なぜ労働党が「より深い危機」にあると言えるのか
一方、労働党の支持基盤では離脱志向が強まり、深い亀裂が残ったままである。例外はロンドン、マンチェスター、リヴァプールなどの大都市であり、そこには典型的にガーディアン紙を読む進歩的・国際的なリベラルが住んでいる。
他の多くは、下層から中流の労働者が集まる町におり、雇用を脅かすとして移民を警戒し、EUへの親近感は持ち合わせておらず、おおむねグローバル化の負け組に位置する。

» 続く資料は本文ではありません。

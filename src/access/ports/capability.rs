//! Capability-check port consumed by every work-order service.

use crate::access::domain::{Actor, Capability, RoleName};

/// Authorization contract supplied by the identity provider.
///
/// Lookups are expected to be cheap and infallible; an unknown actor simply
/// holds no roles and no capabilities.
#[cfg_attr(test, mockall::automock)]
pub trait CapabilityProvider: Send + Sync {
    /// Returns `true` when the actor holds the capability, either directly
    /// or through one of its roles.
    fn actor_has_capability(&self, actor: &Actor, capability: Capability) -> bool;

    /// Returns `true` when the actor is a member of the named role.
    fn is_in_role(&self, actor: &Actor, role: &RoleName) -> bool;
}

今回の国民投票で残留を呼びかけた労働党の現有議席ごとにシミュレーションすると、150選挙区が離脱に入れ、残留に入れたのは82に過ぎなかった。おおよそ、65%対35%である。言い換えれば、議席保有区の約3分の2で党の方針と異なる投票がなされたことになる。亀裂は、上記の国際的・進歩的リベラルと中流以下の労働者とのあいだに走っている。

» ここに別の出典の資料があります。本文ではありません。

//! Service layer for the work-order lifecycle.
//!
//! Every operation takes the acting [`Actor`] explicitly. Checks run in a
//! fixed order: capability, then eligibility of the stored order, then
//! identity. Eligibility is checked once more by the repository inside the
//! write, so a caller that loses a race gets
//! [`TransitionOutcome::NotEligible`] instead of overwriting the winner.

use super::numbering::{DEFAULT_NUMBERING_RETRIES, insert_with_retry};
use crate::access::{
    domain::{Actor, Capability, UserId},
    ports::CapabilityProvider,
};
use crate::machinery::{
    domain::{MachineId, MachineState, MachineTypeId},
    ports::MachineRepository,
    services::{MachineRegistryError, MachineRegistryService},
};
use crate::work_order::{
    domain::{
        ExecutionDetailUpdate, Party, PendingWorkOrder, PersonnelHours, Priority, Requirement,
        SparePartUsage, TransitionGuard, WorkOrder, WorkOrderDetails, WorkOrderDomainError,
        WorkOrderId, WorkOrderStatus, WorkOrderTransition, WorkType,
    },
    ports::{WorkOrderRepository, WorkOrderRepositoryError},
};
use chrono::{DateTime, Utc};
use mockable::Clock;
use std::sync::Arc;
use thiserror::Error;
use tracing::{info, instrument, warn};

const DRAFT: &[WorkOrderStatus] = &[WorkOrderStatus::Draft];
const IN_EXECUTION: &[WorkOrderStatus] = &[WorkOrderStatus::InExecution];
const EDITABLE: &[WorkOrderStatus] = &[
    WorkOrderStatus::Draft,
    WorkOrderStatus::Request,
    WorkOrderStatus::Assigned,
    WorkOrderStatus::InExecution,
    WorkOrderStatus::InReview,
    WorkOrderStatus::Approved,
];

/// Request payload for creating a work order by hand.
#[derive(Debug, Clone, PartialEq, Eq)]
pub struct CreateWorkOrderRequest {
    machine: MachineId,
    title: String,
    description: String,
    priority: Priority,
    work_type: WorkType,
    scheduled_at: Option<DateTime<Utc>>,
    machine_type: Option<MachineTypeId>,
}

impl CreateWorkOrderRequest {
    /// Creates a request with default priority and work type.
    #[must_use]
    pub fn new(
        machine: MachineId,
        title: impl Into<String>,
        description: impl Into<String>,
    ) -> Self {
        Self {
            machine,
            title: title.into(),
            description: description.into(),
            priority: Priority::default(),
            work_type: WorkType::default(),
            scheduled_at: None,
            machine_type: None,
        }
    }

    /// Sets the priority.
    #[must_use]
    pub const fn with_priority(mut self, priority: Priority) -> Self {
        self.priority = priority;
        self
    }

    /// Sets the work type.
    #[must_use]
    pub const fn with_work_type(mut self, work_type: WorkType) -> Self {
        self.work_type = work_type;
        self
    }

    /// Sets the scheduled start.
    #[must_use]
    pub const fn with_scheduled_at(mut self, scheduled_at: DateTime<Utc>) -> Self {
        self.scheduled_at = Some(scheduled_at);
        self
    }

    /// Sets the machine type. Defaults to the machine's own type.
    #[must_use]
    pub const fn with_machine_type(mut self, machine_type: MachineTypeId) -> Self {
        self.machine_type = Some(machine_type);
        self
    }
}

/// Result of a lifecycle operation that did not fail outright.
#[derive(Debug, Clone, PartialEq, Eq)]
pub enum TransitionOutcome {
    /// The operation was applied and persisted.
    Applied(Box<WorkOrder>),
    /// The order was not in a state allowing the operation. Nothing changed.
    NotEligible {
        /// Work order that was addressed.
        id: WorkOrderId,
        /// Operation that was attempted.
        operation: &'static str,
        /// Status observed when the operation was refused.
        status: WorkOrderStatus,
    },
}

impl TransitionOutcome {
    /// Returns `true` when the operation was applied.
    #[must_use]
    pub const fn is_applied(&self) -> bool {
        matches!(self, Self::Applied(_))
    }

    /// Returns the updated order when the operation was applied.
    #[must_use]
    pub fn applied(self) -> Option<WorkOrder> {
        match self {
            Self::Applied(order) => Some(*order),
            Self::NotEligible { .. } => None,
        }
    }
}

/// Service-level errors for work-order lifecycle operations.
#[derive(Debug, Error)]
pub enum WorkflowError {
    /// The actor lacks the capability or identity the operation requires.
    #[error("{actor} may not {operation}: requires {requirement}")]
    Unauthorized {
        /// Refused actor.
        actor: UserId,
        /// Operation that was attempted.
        operation: &'static str,
        /// What the operation requires.
        requirement: Requirement,
    },

    /// The work order does not exist.
    #[error("work order not found: {0}")]
    NotFound(WorkOrderId),

    /// The machine the order would belong to does not exist.
    #[error("machine not found: {0}")]
    MachineNotFound(MachineId),

    /// Domain validation failed.
    #[error(transparent)]
    Domain(#[from] WorkOrderDomainError),

    /// Work-order repository operation failed.
    #[error(transparent)]
    Repository(#[from] WorkOrderRepositoryError),

    /// Machine registry operation failed.
    #[error(transparent)]
    Machine(#[from] MachineRegistryError),
}

/// Result type for work-order lifecycle operations.
pub type WorkflowResult<T> = Result<T, WorkflowError>;

/// Work-order lifecycle orchestration service.
pub struct WorkOrderWorkflowService<W, M, C>
where
    W: WorkOrderRepository,
    M: MachineRepository,
    C: Clock + Send + Sync,
{
    work_orders: Arc<W>,
    machines: Arc<MachineRegistryService<M, C>>,
    capabilities: Arc<dyn CapabilityProvider>,
    clock: Arc<C>,
    numbering_retries: u32,
}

つまり、これらの150の労働党の選挙区は、次期総選挙でEU懐疑主義的な保守党や反EUのイギリス独立党が議席奪取を狙う草刈り場となるのである。国民投票後、いかに労働党が実存的な危機を迎えているか、見て取れるだろう。
この背景にあるのは、前回でも触れたグローバル化とEU統合の一体化(イメージ)に対して疎外感を強める中間層・労働者の姿である。彼らは、他の多くの先進国の例と同様、実質賃金が伸びず、雇用が不安定化するなかで、首都中心部との格差を感じ、グローバル化とそれに連なる政治エリートに対して反感を覚えている。
それらすべてをつなぐ最重要な要因が移民であり、その移民を可能にするEUとそれを支持する政治家もまた、排すべき対象となる。EUは、もはや彼らにとって労働者を守らないグローバル化の別働組織でしかない。このイメージは、イギリス独立党の支持者たちのEU観と大差はない。
この中間層・労働者が右(や一部左)に流れ、穏健中道が沈没するとき、EUの基盤である自由民主主義自体が劣化する。根っこにあるのは、その層を無策のままエンパワー(支援)できないでいることなのである。